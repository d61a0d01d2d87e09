use async_trait::async_trait;
use chrono::{DateTime, Utc};
use sqlx::{PgPool, Row, postgres::PgRow};

use common::{OrderId, UserId};
use domain::catalog::{Product, ProductId, Review};
use domain::order::{Order, OrderNumber, OrderStatus, PaymentStatus};
use domain::store::{OrderStore, ProductStore, StorageError};

/// Connects a pool suitable for the PostgreSQL stores.
pub async fn connect(database_url: &str) -> Result<PgPool, sqlx::Error> {
    PgPool::connect(database_url).await
}

fn backend(err: sqlx::Error) -> StorageError {
    StorageError::Backend(err.to_string())
}

/// PostgreSQL-backed order store.
///
/// Orders are stored document-style: the full serialized record in a
/// JSONB column, plus the columns the store constrains and filters on
/// (id, unique order number, owning user, current status). Status
/// transitions are conditional single-statement updates keyed on the
/// expected current status.
#[derive(Clone)]
pub struct PostgresOrderStore {
    pool: PgPool,
}

impl PostgresOrderStore {
    /// Creates a new PostgreSQL order store.
    pub fn new(pool: PgPool) -> Self {
        Self { pool }
    }

    /// Gets a reference to the underlying connection pool.
    pub fn pool(&self) -> &PgPool {
        &self.pool
    }

    /// Runs the database migrations.
    pub async fn run_migrations(&self) -> Result<(), sqlx::migrate::MigrateError> {
        sqlx::migrate!("../../migrations").run(&self.pool).await
    }

    fn row_to_order(row: PgRow) -> Result<Order, StorageError> {
        let doc: serde_json::Value = row.try_get("doc").map_err(backend)?;
        Ok(serde_json::from_value(doc)?)
    }
}

#[async_trait]
impl OrderStore for PostgresOrderStore {
    async fn insert(&self, order: &Order) -> Result<(), StorageError> {
        let doc = serde_json::to_value(order)?;

        sqlx::query(
            r#"
            INSERT INTO orders (id, order_number, user_id, order_status, doc, created_at, updated_at)
            VALUES ($1, $2, $3, $4, $5, $6, $7)
            "#,
        )
        .bind(order.id().as_uuid())
        .bind(order.number().as_str())
        .bind(order.user_id().as_uuid())
        .bind(order.status().as_str())
        .bind(&doc)
        .bind(order.created_at())
        .bind(order.updated_at())
        .execute(&self.pool)
        .await
        .map_err(|e| {
            if let sqlx::Error::Database(ref db_err) = e
                && db_err.constraint() == Some("orders_order_number_key")
            {
                return StorageError::DuplicateOrderNumber {
                    number: order.number().to_string(),
                };
            }
            backend(e)
        })?;

        Ok(())
    }

    async fn get(&self, id: OrderId) -> Result<Option<Order>, StorageError> {
        let row = sqlx::query("SELECT doc FROM orders WHERE id = $1")
            .bind(id.as_uuid())
            .fetch_optional(&self.pool)
            .await
            .map_err(backend)?;
        row.map(Self::row_to_order).transpose()
    }

    async fn find_by_number(&self, number: &OrderNumber) -> Result<Option<Order>, StorageError> {
        let row = sqlx::query("SELECT doc FROM orders WHERE order_number = $1")
            .bind(number.as_str())
            .fetch_optional(&self.pool)
            .await
            .map_err(backend)?;
        row.map(Self::row_to_order).transpose()
    }

    async fn list_for_user(&self, user_id: UserId) -> Result<Vec<Order>, StorageError> {
        let rows = sqlx::query(
            "SELECT doc FROM orders WHERE user_id = $1 ORDER BY created_at DESC",
        )
        .bind(user_id.as_uuid())
        .fetch_all(&self.pool)
        .await
        .map_err(backend)?;

        rows.into_iter().map(Self::row_to_order).collect()
    }

    async fn update_if_status(
        &self,
        order: &Order,
        expected: OrderStatus,
    ) -> Result<bool, StorageError> {
        let doc = serde_json::to_value(order)?;

        let result = sqlx::query(
            r#"
            UPDATE orders
            SET doc = $3, order_status = $4, updated_at = $5
            WHERE id = $1 AND order_status = $2
            "#,
        )
        .bind(order.id().as_uuid())
        .bind(expected.as_str())
        .bind(&doc)
        .bind(order.status().as_str())
        .bind(order.updated_at())
        .execute(&self.pool)
        .await
        .map_err(backend)?;

        Ok(result.rows_affected() == 1)
    }

    async fn set_payment_status(
        &self,
        id: OrderId,
        status: PaymentStatus,
        now: DateTime<Utc>,
    ) -> Result<Option<Order>, StorageError> {
        // Single-statement field update; no read-modify-write window.
        let row = sqlx::query(
            r#"
            UPDATE orders
            SET doc = jsonb_set(
                    jsonb_set(doc, '{payment_status}', to_jsonb($2::text)),
                    '{updated_at}', to_jsonb($3::timestamptz)
                ),
                updated_at = $3
            WHERE id = $1
            RETURNING doc
            "#,
        )
        .bind(id.as_uuid())
        .bind(status.as_str())
        .bind(now)
        .fetch_optional(&self.pool)
        .await
        .map_err(backend)?;

        row.map(Self::row_to_order).transpose()
    }
}

/// PostgreSQL-backed product store, same document-style layout as the
/// order store.
#[derive(Clone)]
pub struct PostgresProductStore {
    pool: PgPool,
}

impl PostgresProductStore {
    /// Creates a new PostgreSQL product store.
    pub fn new(pool: PgPool) -> Self {
        Self { pool }
    }

    fn row_to_product(row: PgRow) -> Result<Product, StorageError> {
        let doc: serde_json::Value = row.try_get("doc").map_err(backend)?;
        Ok(serde_json::from_value(doc)?)
    }
}

#[async_trait]
impl ProductStore for PostgresProductStore {
    async fn get(&self, id: &ProductId) -> Result<Option<Product>, StorageError> {
        let row = sqlx::query("SELECT doc FROM products WHERE id = $1")
            .bind(id.as_str())
            .fetch_optional(&self.pool)
            .await
            .map_err(backend)?;
        row.map(Self::row_to_product).transpose()
    }

    async fn list(&self) -> Result<Vec<Product>, StorageError> {
        let rows = sqlx::query("SELECT doc FROM products ORDER BY created_at DESC")
            .fetch_all(&self.pool)
            .await
            .map_err(backend)?;
        rows.into_iter().map(Self::row_to_product).collect()
    }

    async fn insert(&self, product: &Product) -> Result<(), StorageError> {
        let doc = serde_json::to_value(product)?;

        sqlx::query(
            r#"
            INSERT INTO products (id, doc, created_at, updated_at)
            VALUES ($1, $2, $3, $4)
            "#,
        )
        .bind(product.id.as_str())
        .bind(&doc)
        .bind(product.created_at)
        .bind(product.updated_at)
        .execute(&self.pool)
        .await
        .map_err(backend)?;

        Ok(())
    }

    async fn update(&self, product: &Product) -> Result<bool, StorageError> {
        let doc = serde_json::to_value(product)?;

        let result = sqlx::query("UPDATE products SET doc = $2, updated_at = $3 WHERE id = $1")
            .bind(product.id.as_str())
            .bind(&doc)
            .bind(product.updated_at)
            .execute(&self.pool)
            .await
            .map_err(backend)?;

        Ok(result.rows_affected() == 1)
    }

    async fn add_review(
        &self,
        id: &ProductId,
        review: Review,
        now: DateTime<Utc>,
    ) -> Result<Option<Product>, StorageError> {
        // Row-locked read-modify-write so concurrent reviews cannot
        // clobber each other's rating recomputation.
        let mut tx = self.pool.begin().await.map_err(backend)?;

        let row = sqlx::query("SELECT doc FROM products WHERE id = $1 FOR UPDATE")
            .bind(id.as_str())
            .fetch_optional(&mut *tx)
            .await
            .map_err(backend)?;
        let Some(row) = row else {
            return Ok(None);
        };

        let doc: serde_json::Value = row.try_get("doc").map_err(backend)?;
        let mut product: Product = serde_json::from_value(doc)?;
        product.add_review(review, now);

        let doc = serde_json::to_value(&product)?;
        sqlx::query("UPDATE products SET doc = $2, updated_at = $3 WHERE id = $1")
            .bind(id.as_str())
            .bind(&doc)
            .bind(now)
            .execute(&mut *tx)
            .await
            .map_err(backend)?;

        tx.commit().await.map_err(backend)?;
        Ok(Some(product))
    }
}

● Instructions to follow
Could you set down, word for word, only the lines above from the line with "current status). Status" to the line with "underlying connection pool.", including both?

● Answer to the problem
/// (id, unique order number, owning user, current status). Status
/// transitions are conditional single-statement updates keyed on the
/// expected current status.
#[derive(Clone)]
pub struct PostgresOrderStore {
    pool: PgPool,
}

impl PostgresOrderStore {
    /// Creates a new PostgreSQL order store.
    pub fn new(pool: PgPool) -> Self {
        Self { pool }
    }

    /// Gets a reference to the underlying connection pool.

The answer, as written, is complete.